▸ **INFORMATION SHOWN**

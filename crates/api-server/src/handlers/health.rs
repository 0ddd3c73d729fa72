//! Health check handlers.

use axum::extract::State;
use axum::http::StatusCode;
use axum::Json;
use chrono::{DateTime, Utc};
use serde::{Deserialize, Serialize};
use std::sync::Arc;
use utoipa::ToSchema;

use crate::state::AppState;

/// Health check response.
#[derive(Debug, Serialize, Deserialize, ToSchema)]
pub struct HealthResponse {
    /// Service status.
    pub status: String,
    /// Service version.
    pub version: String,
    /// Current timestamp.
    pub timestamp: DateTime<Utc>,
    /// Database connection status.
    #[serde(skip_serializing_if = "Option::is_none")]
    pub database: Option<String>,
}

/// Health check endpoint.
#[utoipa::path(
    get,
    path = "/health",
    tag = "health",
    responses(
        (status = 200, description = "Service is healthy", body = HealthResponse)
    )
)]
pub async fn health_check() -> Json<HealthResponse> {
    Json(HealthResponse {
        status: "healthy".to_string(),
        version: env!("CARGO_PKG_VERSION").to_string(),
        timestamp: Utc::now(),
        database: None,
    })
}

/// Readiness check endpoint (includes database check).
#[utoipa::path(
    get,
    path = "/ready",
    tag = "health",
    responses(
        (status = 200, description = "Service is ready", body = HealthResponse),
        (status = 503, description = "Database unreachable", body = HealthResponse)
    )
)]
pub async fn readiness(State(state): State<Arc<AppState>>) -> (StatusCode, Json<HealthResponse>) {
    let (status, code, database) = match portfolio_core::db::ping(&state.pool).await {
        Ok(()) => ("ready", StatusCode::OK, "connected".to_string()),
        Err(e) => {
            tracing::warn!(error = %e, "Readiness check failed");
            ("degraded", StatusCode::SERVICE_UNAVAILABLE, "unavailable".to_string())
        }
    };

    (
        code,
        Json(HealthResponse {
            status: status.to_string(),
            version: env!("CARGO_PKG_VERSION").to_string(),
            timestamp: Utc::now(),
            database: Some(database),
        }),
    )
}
...
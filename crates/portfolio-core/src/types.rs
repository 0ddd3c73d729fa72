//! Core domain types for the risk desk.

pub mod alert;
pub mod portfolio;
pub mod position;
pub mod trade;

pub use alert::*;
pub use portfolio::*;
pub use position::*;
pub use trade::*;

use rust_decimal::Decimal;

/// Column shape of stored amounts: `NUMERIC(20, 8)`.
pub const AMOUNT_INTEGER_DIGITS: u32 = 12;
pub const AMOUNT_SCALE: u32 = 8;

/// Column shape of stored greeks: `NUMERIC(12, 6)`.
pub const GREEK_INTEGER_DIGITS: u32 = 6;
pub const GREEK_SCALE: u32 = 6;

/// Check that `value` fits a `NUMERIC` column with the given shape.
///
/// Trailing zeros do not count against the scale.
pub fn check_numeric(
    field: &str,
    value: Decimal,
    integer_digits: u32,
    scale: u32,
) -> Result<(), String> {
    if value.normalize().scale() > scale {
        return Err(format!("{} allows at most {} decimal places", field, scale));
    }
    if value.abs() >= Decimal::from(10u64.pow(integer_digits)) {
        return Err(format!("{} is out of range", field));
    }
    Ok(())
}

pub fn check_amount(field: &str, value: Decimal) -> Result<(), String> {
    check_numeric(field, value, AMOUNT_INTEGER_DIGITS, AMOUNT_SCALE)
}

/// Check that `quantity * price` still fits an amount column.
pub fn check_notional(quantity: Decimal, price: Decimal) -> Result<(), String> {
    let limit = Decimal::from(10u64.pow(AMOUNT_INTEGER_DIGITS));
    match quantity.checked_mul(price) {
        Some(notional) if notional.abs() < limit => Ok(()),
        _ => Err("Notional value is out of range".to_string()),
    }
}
...
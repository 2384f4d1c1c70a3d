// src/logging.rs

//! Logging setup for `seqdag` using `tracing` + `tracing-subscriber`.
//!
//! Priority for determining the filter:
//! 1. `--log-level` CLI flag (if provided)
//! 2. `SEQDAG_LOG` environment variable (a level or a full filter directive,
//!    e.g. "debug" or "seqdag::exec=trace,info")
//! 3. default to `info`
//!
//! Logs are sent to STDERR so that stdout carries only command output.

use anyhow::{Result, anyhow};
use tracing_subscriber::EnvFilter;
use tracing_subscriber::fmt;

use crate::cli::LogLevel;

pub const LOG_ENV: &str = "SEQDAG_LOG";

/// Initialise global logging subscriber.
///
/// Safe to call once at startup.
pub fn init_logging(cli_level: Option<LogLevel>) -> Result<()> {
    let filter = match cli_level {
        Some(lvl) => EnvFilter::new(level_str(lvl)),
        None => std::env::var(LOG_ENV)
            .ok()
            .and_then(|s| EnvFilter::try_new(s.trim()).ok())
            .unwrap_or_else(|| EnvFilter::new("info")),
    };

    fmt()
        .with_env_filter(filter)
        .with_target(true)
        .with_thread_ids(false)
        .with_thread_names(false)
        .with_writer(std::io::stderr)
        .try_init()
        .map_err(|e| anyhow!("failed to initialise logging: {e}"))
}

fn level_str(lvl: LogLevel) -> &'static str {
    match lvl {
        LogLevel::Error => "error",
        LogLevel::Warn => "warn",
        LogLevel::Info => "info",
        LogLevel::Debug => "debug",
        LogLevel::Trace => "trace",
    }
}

▸ **REQUIRED ACTION**
Set down exactly the lines of the data above, beginning with the line that has "Database connection status." and ending with the line that has "pub async fn readiness(State(state): State<Arc<AppState>>)", and no others.

▸ **REPLY**
    /// Database connection status.
    #[serde(skip_serializing_if = "Option::is_none")]
    pub database: Option<String>,
}

/// Health check endpoint.
#[utoipa::path(
    get,
    path = "/health",
    tag = "health",
    responses(
        (status = 200, description = "Service is healthy", body = HealthResponse)
    )
)]
pub async fn health_check() -> Json<HealthResponse> {
    Json(HealthResponse {
        status: "healthy".to_string(),
        version: env!("CARGO_PKG_VERSION").to_string(),
        timestamp: Utc::now(),
        database: None,
    })
}

/// Readiness check endpoint (includes database check).
#[utoipa::path(
    get,
    path = "/ready",
    tag = "health",
    responses(
        (status = 200, description = "Service is ready", body = HealthResponse),
        (status = 503, description = "Database unreachable", body = HealthResponse)
    )
)]
pub async fn readiness(State(state): State<Arc<AppState>>) -> (StatusCode, Json<HealthResponse>) {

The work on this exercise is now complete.